Your objective: Go through the entries below and tally the lines holding "对角预条件"; please reply with the number only.

--- Given records Enclosed Below ---

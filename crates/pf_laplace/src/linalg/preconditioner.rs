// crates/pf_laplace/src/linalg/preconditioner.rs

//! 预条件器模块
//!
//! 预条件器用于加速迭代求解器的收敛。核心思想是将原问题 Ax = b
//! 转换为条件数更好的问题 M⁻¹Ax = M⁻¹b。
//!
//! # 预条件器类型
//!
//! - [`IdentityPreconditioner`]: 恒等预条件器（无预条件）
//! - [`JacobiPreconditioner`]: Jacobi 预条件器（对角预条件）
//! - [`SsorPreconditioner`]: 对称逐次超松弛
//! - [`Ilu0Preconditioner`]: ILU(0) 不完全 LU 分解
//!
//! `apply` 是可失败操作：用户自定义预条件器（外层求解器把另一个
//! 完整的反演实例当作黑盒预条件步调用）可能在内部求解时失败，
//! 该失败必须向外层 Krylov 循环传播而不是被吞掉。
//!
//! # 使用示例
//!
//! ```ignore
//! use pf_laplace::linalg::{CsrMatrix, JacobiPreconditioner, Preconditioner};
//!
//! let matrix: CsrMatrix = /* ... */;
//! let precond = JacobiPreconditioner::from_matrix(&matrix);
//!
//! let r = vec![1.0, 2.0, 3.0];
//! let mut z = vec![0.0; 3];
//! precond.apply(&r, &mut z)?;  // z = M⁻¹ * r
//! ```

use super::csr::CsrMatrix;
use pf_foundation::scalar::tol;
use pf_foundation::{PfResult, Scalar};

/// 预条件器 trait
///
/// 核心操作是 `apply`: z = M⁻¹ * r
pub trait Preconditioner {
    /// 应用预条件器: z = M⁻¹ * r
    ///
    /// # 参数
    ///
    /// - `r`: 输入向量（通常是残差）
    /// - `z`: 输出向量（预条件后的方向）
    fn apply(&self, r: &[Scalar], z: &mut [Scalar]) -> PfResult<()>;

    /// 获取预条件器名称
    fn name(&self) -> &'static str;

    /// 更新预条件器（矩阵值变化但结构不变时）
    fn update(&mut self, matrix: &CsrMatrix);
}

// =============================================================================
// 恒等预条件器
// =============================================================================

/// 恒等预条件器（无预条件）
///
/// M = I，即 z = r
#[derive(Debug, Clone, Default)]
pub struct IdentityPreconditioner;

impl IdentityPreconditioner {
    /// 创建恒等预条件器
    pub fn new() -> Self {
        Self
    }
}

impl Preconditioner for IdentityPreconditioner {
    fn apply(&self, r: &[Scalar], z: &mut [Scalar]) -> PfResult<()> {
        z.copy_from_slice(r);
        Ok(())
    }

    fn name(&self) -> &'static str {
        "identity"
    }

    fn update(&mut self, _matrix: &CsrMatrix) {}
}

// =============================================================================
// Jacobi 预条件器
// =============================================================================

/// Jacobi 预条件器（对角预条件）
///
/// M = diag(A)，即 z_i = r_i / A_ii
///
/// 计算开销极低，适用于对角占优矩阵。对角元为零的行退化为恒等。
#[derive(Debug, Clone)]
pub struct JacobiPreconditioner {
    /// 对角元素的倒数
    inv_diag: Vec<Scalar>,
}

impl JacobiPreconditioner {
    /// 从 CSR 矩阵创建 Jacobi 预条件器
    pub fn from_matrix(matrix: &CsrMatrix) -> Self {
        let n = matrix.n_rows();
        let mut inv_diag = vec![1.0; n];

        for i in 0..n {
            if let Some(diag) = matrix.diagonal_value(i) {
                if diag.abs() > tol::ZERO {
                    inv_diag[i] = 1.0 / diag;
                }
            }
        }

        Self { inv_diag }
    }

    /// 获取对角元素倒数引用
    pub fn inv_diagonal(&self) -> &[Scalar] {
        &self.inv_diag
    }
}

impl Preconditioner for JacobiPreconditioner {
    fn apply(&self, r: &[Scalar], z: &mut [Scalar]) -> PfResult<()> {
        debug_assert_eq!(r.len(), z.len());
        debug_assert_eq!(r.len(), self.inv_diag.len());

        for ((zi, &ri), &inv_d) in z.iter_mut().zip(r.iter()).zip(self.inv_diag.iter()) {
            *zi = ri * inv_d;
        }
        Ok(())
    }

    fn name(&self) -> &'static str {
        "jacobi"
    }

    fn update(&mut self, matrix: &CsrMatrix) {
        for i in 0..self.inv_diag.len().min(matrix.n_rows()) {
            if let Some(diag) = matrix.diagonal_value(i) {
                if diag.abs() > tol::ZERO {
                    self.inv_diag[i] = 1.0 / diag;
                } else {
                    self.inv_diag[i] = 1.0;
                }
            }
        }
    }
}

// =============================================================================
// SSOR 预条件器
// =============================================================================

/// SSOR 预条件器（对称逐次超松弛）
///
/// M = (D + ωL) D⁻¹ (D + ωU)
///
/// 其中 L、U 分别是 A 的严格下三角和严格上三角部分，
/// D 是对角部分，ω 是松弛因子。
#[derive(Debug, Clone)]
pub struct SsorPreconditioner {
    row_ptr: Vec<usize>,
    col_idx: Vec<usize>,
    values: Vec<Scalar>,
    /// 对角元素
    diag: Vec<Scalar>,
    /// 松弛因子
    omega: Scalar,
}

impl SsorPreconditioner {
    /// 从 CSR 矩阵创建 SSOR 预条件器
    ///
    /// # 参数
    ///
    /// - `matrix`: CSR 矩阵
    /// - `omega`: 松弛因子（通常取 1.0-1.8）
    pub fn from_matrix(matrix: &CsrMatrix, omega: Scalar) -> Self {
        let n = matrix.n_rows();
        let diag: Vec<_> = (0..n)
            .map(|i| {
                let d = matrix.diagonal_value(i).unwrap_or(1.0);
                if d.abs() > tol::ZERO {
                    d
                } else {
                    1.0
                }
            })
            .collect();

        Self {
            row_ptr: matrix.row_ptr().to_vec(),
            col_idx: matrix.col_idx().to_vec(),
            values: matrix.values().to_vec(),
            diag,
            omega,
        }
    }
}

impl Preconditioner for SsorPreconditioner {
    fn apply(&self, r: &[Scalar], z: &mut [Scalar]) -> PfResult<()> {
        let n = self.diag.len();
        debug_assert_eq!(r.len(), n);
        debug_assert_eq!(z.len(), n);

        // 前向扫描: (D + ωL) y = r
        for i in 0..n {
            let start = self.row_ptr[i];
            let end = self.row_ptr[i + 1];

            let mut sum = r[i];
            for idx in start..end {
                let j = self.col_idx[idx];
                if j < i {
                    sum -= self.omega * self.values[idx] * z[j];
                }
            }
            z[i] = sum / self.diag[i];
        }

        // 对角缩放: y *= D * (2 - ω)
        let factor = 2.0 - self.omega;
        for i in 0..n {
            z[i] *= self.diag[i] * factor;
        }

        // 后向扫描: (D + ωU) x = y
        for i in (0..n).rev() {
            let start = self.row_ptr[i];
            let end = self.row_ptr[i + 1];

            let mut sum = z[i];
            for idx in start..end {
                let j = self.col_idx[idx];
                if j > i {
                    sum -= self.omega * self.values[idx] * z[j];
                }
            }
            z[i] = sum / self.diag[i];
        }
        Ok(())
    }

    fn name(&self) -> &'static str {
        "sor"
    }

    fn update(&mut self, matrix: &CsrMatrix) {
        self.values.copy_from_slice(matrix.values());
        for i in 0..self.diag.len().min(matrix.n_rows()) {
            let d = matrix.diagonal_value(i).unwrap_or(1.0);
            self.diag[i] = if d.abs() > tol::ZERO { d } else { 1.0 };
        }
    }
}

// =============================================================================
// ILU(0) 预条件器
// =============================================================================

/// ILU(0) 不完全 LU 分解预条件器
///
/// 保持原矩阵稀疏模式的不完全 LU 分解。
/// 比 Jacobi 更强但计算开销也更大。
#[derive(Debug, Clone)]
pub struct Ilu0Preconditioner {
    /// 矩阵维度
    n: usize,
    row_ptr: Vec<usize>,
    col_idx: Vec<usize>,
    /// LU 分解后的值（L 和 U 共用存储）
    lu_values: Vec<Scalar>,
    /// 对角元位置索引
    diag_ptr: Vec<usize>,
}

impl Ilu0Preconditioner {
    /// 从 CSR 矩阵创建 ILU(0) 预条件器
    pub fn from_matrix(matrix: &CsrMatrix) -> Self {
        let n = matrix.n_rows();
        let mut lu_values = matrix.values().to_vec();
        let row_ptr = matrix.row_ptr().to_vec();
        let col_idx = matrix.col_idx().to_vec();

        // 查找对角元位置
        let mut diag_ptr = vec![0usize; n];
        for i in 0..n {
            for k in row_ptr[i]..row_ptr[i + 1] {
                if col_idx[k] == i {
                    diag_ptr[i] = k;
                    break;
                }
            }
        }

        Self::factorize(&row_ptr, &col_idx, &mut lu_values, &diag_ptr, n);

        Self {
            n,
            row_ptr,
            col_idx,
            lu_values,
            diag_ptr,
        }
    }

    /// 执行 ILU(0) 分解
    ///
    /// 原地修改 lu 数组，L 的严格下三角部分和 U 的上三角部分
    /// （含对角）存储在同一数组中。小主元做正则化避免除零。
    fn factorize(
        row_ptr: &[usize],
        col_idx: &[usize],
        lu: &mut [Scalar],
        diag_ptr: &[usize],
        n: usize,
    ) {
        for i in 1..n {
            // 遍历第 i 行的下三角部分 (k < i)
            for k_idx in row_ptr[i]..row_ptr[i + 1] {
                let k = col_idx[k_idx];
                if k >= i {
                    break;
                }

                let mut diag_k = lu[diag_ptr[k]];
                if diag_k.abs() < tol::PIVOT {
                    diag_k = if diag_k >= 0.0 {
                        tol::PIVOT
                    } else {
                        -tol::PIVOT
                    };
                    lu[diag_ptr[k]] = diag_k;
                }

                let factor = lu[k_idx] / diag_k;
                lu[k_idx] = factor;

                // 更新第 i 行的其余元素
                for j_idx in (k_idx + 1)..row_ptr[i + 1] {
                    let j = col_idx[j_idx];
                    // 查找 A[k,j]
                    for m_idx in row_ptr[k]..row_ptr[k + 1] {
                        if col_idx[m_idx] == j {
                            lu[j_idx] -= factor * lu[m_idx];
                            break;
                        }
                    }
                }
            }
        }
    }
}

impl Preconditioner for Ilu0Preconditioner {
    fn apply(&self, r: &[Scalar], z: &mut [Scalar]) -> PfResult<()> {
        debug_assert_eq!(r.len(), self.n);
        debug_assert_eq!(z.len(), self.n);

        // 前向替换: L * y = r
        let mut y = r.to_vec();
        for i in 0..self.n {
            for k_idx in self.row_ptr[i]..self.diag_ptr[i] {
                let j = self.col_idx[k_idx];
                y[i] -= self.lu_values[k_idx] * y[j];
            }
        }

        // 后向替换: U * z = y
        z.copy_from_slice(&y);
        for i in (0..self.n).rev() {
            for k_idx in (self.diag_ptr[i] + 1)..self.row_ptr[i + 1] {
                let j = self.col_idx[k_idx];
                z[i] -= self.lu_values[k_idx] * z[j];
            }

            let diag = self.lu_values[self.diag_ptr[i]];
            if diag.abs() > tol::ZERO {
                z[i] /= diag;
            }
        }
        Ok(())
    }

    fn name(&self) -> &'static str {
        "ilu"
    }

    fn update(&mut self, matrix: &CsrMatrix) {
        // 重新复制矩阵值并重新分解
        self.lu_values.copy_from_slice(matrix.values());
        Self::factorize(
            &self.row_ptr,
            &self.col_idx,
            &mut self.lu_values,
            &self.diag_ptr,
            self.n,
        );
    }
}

--- End of Enclosed Given records ---

Answer section: 2